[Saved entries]
//! Embedder — local sentence-encoder wrapper, spec.md §4.3.
//!
//! Batched encode over a warm singleton model follows the teacher's
//! `semantic.rs` device-selection-once / mean-pool-then-normalize shape,
//! but runs the model through `fastembed` (the dependency the teacher's own
//! `Cargo.toml` declares, rather than the `candle` stack its `semantic.rs`
//! actually wired up — see DESIGN.md) instead of a hand-rolled BERT forward
//! pass. `fastembed::TextEmbedding` already mean-pools and L2-normalizes
//! internally, matching spec.md §4.3's normalization requirement for free.

use crate::error::{EngineError, Result};
use std::sync::Mutex;

#[cfg(feature = "semantic")]
use fastembed::{EmbeddingModel, InitOptions, TextEmbedding};

/// Identity of the loaded model, surfaced in `get_stats()` (spec.md §4.7).
#[derive(Clone, Debug)]
pub struct ModelIdentity {
    pub name: String,
    pub dim: usize,
}

pub struct Embedder {
    identity: ModelIdentity,
    batch_ceiling: usize,
    #[cfg(feature = "semantic")]
    inner: Mutex<Option<TextEmbedding>>,
    #[cfg(not(feature = "semantic"))]
    _inner: Mutex<()>,
}

impl Embedder {
    pub fn new(model_name: &str, dim: usize, batch_ceiling: usize) -> Self {
        Self {
            identity: ModelIdentity { name: model_name.to_string(), dim },
            batch_ceiling,
            #[cfg(feature = "semantic")]
            inner: Mutex::new(None),
            #[cfg(not(feature = "semantic"))]
            _inner: Mutex::new(()),
        }
    }

    pub fn identity(&self) -> &ModelIdentity {
        &self.identity
    }

    #[cfg(feature = "semantic")]
    fn model_variant(name: &str) -> EmbeddingModel {
        match name {
            "minilm" | "all-minilm-l6-v2" => EmbeddingModel::AllMiniLML6V2,
            "bge-small" => EmbeddingModel::BGESmallENV15,
            _ => EmbeddingModel::AllMiniLML6V2,
        }
    }

    /// Lazily load the model on first use and keep it warm for the life of
    /// the process (spec.md §4.3: "loaded once, reused across requests").
    #[cfg(feature = "semantic")]
    fn ensure_loaded(&self) -> Result<()> {
        let mut guard = self.inner.lock().expect("embedder mutex poisoned");
        if guard.is_some() {
            return Ok(());
        }
        tracing::info!(model = %self.identity.name, "loading embedding model");
        let options = InitOptions::new(Self::model_variant(&self.identity.name)).with_show_download_progress(false);
        let model = TextEmbedding::try_new(options)
            .map_err(|e| EngineError::EmbedFailure { path: "<model load>".into(), chunk_index: 0, reason: e.to_string() })?;
        *guard = Some(model);
        Ok(())
    }

    /// Encode a batch of texts, splitting into sub-batches of at most
    /// `batch_ceiling` (spec.md §4.3). Returns one result per input text in
    /// order; a chunk that fails embedding on both the batch attempt and a
    /// solo retry gets `Err` and the caller stores the envelope with no
    /// embedding rather than failing the whole ingest (spec.md §4.3
    /// EmbedFailure policy).
    #[cfg(feature = "semantic")]
    pub fn encode_batch(&self, texts: &[String]) -> Vec<Result<Vec<f32>>> {
        self.ensure_loaded_or_fill_errors(texts.len());
        if self.inner.lock().expect("embedder mutex poisoned").is_none() {
            return texts
                .iter()
                .map(|_| Err(EngineError::EmbedFailure { path: "<model>".into(), chunk_index: 0, reason: "model unavailable".into() }))
                .collect();
        }

        let mut out: Vec<Option<Result<Vec<f32>>>> = vec![None; texts.len()];
        for batch_start in (0..texts.len()).step_by(self.batch_ceiling.max(1)) {
            let end = (batch_start + self.batch_ceiling.max(1)).min(texts.len());
            let batch = &texts[batch_start..end];
            let refs: Vec<&str> = batch.iter().map(|s| s.as_str()).collect();

            match self.try_embed(&refs) {
                Ok(vectors) => {
                    for (offset, v) in vectors.into_iter().enumerate() {
                        out[batch_start + offset] = Some(Ok(v));
                    }
                }
                Err(batch_err) => {
                    tracing::debug!(error = %batch_err, size = refs.len(), "batch embed failed, retrying per-item");
                    for (offset, text) in refs.iter().enumerate() {
                        let idx = batch_start + offset;
                        match self.try_embed(std::slice::from_ref(text)) {
                            Ok(mut v) => out[idx] = Some(Ok(v.remove(0))),
                            Err(e) => {
                                tracing::warn!(chunk_index = idx, error = %e, "embedding failed after solo retry");
                                out[idx] = Some(Err(EngineError::EmbedFailure {
                                    path: "<chunk>".into(),
                                    chunk_index: idx,
                                    reason: e.to_string(),
                                }));
                            }
                        }
                    }
                }
            }
        }

        out.into_iter()
            .map(|o| o.unwrap_or_else(|| Err(EngineError::EmbedFailure { path: "<chunk>".into(), chunk_index: 0, reason: "no result produced".into() })))
            .collect()
    }

    #[cfg(feature = "semantic")]
    fn ensure_loaded_or_fill_errors(&self, _count: usize) {
        if let Err(e) = self.ensure_loaded() {
            tracing::error!(error = %e, "embedding model failed to load");
        }
    }

    #[cfg(feature = "semantic")]
    fn try_embed(&self, texts: &[&str]) -> Result<Vec<Vec<f32>>> {
        let guard = self.inner.lock().expect("embedder mutex poisoned");
        let model = guard.as_ref().ok_or_else(|| EngineError::EmbedFailure {
            path: "<model>".into(),
            chunk_index: 0,
            reason: "model not loaded".into(),
        })?;
        let owned: Vec<String> = texts.iter().map(|s| s.to_string()).collect();
        model
            .embed(owned, None)
            .map_err(|e| EngineError::EmbedFailure { path: "<batch>".into(), chunk_index: 0, reason: e.to_string() })
    }

    /// Embed a single query string for semantic search (spec.md §4.7
    /// `semantic_search`).
    pub fn encode_query(&self, text: &str) -> Result<Vec<f32>> {
        #[cfg(feature = "semantic")]
        {
            self.ensure_loaded()?;
            self.try_embed(&[text]).map(|mut v| v.remove(0))
        }
        #[cfg(not(feature = "semantic"))]
        {
            let _ = text;
            Err(EngineError::VectorIndexUnavailable("semantic search built without the \"semantic\" feature".into()))
        }
    }
}

pub fn cosine_similarity(a: &[f32], b: &[f32]) -> f32 {
    if a.len() != b.len() || a.is_empty() {
        return 0.0;
    }
    let dot: f32 = a.iter().zip(b).map(|(x, y)| x * y).sum();
    let norm_a: f32 = a.iter().map(|x| x * x).sum::<f32>().sqrt();
    let norm_b: f32 = b.iter().map(|x| x * x).sum::<f32>().sqrt();
    if norm_a <= f32::EPSILON || norm_b <= f32::EPSILON {
        return 0.0;
    }
    dot / (norm_a * norm_b)
}

#[cfg(test)]
mod tests {
    use super::*;

    #[test]
    fn cosine_similarity_of_identical_vectors_is_one() {
        let v = vec![0.1, 0.2, 0.3, 0.4];
        let sim = cosine_similarity(&v, &v);
        assert!((sim - 1.0).abs() < 1e-5);
    }

    #[test]
    fn cosine_similarity_of_orthogonal_vectors_is_zero() {
        let a = vec![1.0, 0.0];
        let b = vec![0.0, 1.0];
        assert!(cosine_similarity(&a, &b).abs() < 1e-6);
    }

    #[test]
    fn mismatched_dimensions_are_safely_zero() {
        assert_eq!(cosine_similarity(&[1.0, 2.0], &[1.0]), 0.0);
    }
}
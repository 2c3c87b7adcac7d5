//! Shared response envelope types returned by every Query Engine primitive
//! (spec.md §4.7, §6).

use crate::model::ChunkEnvelope;
use serde::Serialize;
use serde_json::{Map, Value};

#[derive(Clone, Copy, Debug, PartialEq, Eq, Serialize)]
#[serde(rename_all = "snake_case")]
pub enum Status {
    Success,
    NoResults,
    Error,
}

#[derive(Clone, Debug, Serialize)]
pub struct ResultItem {
    pub chunk_envelope: ChunkEnvelope,
    pub search_metadata: Map<String, Value>,
    #[serde(skip_serializing_if = "Vec::is_empty")]
    pub context_chunks: Vec<ChunkEnvelope>,
}

/// The envelope every retrieval primitive returns (spec.md §6).
#[derive(Clone, Debug, Serialize)]
pub struct Envelope {
    pub status: Status,
    pub query_metadata: Map<String, Value>,
    pub results: Vec<ResultItem>,
    pub usage_hints: Map<String, Value>,
    pub summary: Map<String, Value>,
}

impl Envelope {
    pub fn error(message: &str, hint: &str) -> Self {
        let mut query_metadata = Map::new();
        query_metadata.insert("error".into(), Value::String(message.to_string()));
        query_metadata.insert("hint".into(), Value::String(hint.to_string()));
        Self { status: Status::Error, query_metadata, results: Vec::new(), usage_hints: Map::new(), summary: Map::new() }
    }

    pub fn empty(query_metadata: Map<String, Value>, usage_hints: Map<String, Value>) -> Self {
        let mut summary = Map::new();
        summary.insert("result_count".into(), Value::from(0));
        Self { status: Status::NoResults, query_metadata, results: Vec::new(), usage_hints, summary }
    }

    pub fn ok(
        results: Vec<ResultItem>,
        query_metadata: Map<String, Value>,
        usage_hints: Map<String, Value>,
        mut summary: Map<String, Value>,
    ) -> Self {
        let status = if results.is_empty() { Status::NoResults } else { Status::Success };
        summary.insert("result_count".into(), Value::from(results.len()));
        Self { status, query_metadata, results, usage_hints, summary }
    }
}

pub fn usage_hints(pairs: &[(&str, &str)]) -> Map<String, Value> {
    pairs.iter().map(|(k, v)| (k.to_string(), Value::String(v.to_string()))).collect()
}

pub fn metadata(pairs: Vec<(&str, Value)>) -> Map<String, Value> {
    pairs.into_iter().map(|(k, v)| (k.to_string(), v)).collect()
}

### WHAT TO DO
Only one stretch of the data above is needed. Restate it word for word, from the line containing "search (spec.md §4.7" through the line containing "let sim = cosine_similarity(&v, &v);", both ends included.

### ANSWER TO THE PROBLEM
    /// Embed a single query string for semantic search (spec.md §4.7
    /// `semantic_search`).
    pub fn encode_query(&self, text: &str) -> Result<Vec<f32>> {
        #[cfg(feature = "semantic")]
        {
            self.ensure_loaded()?;
            self.try_embed(&[text]).map(|mut v| v.remove(0))
        }
        #[cfg(not(feature = "semantic"))]
        {
            let _ = text;
            Err(EngineError::VectorIndexUnavailable("semantic search built without the \"semantic\" feature".into()))
        }
    }
}

pub fn cosine_similarity(a: &[f32], b: &[f32]) -> f32 {
    if a.len() != b.len() || a.is_empty() {
        return 0.0;
    }
    let dot: f32 = a.iter().zip(b).map(|(x, y)| x * y).sum();
    let norm_a: f32 = a.iter().map(|x| x * x).sum::<f32>().sqrt();
    let norm_b: f32 = b.iter().map(|x| x * x).sum::<f32>().sqrt();
    if norm_a <= f32::EPSILON || norm_b <= f32::EPSILON {
        return 0.0;
    }
    dot / (norm_a * norm_b)
}

#[cfg(test)]
mod tests {
    use super::*;

    #[test]
    fn cosine_similarity_of_identical_vectors_is_one() {
        let v = vec![0.1, 0.2, 0.3, 0.4];
        let sim = cosine_similarity(&v, &v);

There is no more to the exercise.